Instructions for the task: Find the lines below holding the word "return" and copy each of them.

[Stored data]
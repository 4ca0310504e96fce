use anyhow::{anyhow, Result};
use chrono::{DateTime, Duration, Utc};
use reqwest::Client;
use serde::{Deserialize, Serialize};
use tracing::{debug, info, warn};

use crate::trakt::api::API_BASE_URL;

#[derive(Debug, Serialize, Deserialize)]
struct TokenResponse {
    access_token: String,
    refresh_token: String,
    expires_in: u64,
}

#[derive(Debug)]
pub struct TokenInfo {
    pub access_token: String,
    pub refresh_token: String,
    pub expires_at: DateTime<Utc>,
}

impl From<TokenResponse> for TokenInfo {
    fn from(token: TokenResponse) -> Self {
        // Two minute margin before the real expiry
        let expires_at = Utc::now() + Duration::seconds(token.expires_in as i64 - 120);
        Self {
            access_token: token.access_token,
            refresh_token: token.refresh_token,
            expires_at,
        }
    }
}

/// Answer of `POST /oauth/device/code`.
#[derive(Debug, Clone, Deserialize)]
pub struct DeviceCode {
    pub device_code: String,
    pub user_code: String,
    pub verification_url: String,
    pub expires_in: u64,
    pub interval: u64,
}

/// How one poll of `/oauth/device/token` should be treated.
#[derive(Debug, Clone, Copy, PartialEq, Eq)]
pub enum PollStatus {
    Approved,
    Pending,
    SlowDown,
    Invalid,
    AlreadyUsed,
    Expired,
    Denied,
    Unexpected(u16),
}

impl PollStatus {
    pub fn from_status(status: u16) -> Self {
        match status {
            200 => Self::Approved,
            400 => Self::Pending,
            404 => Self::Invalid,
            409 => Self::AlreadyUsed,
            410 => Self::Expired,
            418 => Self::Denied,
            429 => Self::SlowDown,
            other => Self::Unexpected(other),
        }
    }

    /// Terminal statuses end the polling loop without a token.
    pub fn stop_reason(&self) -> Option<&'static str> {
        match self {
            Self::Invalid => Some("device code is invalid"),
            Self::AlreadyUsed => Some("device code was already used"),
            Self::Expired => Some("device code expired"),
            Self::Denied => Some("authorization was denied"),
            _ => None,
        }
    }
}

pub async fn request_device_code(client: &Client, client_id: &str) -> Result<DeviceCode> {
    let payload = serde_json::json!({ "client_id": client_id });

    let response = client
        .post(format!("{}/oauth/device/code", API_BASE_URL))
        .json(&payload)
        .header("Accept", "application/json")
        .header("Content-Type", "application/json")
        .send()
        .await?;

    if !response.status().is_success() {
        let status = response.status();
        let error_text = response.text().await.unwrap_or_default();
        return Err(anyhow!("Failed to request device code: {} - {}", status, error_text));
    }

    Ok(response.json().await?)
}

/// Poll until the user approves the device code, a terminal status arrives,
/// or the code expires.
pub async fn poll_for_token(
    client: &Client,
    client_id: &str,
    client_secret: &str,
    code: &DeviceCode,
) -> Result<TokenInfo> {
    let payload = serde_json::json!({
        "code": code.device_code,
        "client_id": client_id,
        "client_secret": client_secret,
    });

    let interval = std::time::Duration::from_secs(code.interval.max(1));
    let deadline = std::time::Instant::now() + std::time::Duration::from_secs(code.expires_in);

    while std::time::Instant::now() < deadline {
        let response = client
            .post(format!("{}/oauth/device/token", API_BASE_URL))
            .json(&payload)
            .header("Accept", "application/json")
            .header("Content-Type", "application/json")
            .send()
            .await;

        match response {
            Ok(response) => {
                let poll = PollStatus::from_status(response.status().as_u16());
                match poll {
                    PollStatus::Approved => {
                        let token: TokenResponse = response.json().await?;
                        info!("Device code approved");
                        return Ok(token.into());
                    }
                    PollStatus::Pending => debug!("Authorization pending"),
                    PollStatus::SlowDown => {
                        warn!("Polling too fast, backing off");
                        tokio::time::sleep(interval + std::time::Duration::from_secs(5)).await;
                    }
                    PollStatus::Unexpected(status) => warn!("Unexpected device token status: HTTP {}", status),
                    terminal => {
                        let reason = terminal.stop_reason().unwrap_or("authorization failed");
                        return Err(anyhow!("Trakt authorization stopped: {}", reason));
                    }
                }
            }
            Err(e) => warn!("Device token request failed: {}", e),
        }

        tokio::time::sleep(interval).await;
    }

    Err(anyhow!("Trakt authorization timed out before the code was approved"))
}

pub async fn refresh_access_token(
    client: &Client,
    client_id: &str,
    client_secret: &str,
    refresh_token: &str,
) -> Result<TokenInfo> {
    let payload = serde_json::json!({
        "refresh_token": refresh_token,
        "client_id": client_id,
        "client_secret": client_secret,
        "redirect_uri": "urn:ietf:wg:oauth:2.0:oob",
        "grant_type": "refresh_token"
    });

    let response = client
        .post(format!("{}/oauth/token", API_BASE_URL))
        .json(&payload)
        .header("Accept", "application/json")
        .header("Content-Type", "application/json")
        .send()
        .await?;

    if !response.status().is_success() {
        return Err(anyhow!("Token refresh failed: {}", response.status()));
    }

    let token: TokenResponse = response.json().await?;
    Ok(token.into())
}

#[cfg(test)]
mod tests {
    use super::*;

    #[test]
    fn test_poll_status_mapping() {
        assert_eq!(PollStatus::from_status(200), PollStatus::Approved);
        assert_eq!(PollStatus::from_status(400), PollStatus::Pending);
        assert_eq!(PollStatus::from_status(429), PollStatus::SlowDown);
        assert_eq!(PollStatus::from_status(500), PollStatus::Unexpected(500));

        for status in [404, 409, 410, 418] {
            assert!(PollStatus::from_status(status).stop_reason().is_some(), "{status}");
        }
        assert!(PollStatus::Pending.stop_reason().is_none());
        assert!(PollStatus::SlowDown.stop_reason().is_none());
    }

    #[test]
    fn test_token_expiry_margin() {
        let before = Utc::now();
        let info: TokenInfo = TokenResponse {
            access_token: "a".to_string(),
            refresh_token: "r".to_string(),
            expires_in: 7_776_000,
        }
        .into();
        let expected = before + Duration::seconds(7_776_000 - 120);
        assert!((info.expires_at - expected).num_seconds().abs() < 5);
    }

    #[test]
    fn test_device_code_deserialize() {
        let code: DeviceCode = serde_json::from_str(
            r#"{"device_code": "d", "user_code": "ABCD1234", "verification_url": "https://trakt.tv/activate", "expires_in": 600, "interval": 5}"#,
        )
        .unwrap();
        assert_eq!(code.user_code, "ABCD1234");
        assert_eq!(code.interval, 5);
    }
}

Written response:
        return Err(anyhow!("Failed to request device code: {} - {}", status, error_text));
                        return Ok(token.into());
                        return Err(anyhow!("Trakt authorization stopped: {}", reason));
        return Err(anyhow!("Token refresh failed: {}", response.status()));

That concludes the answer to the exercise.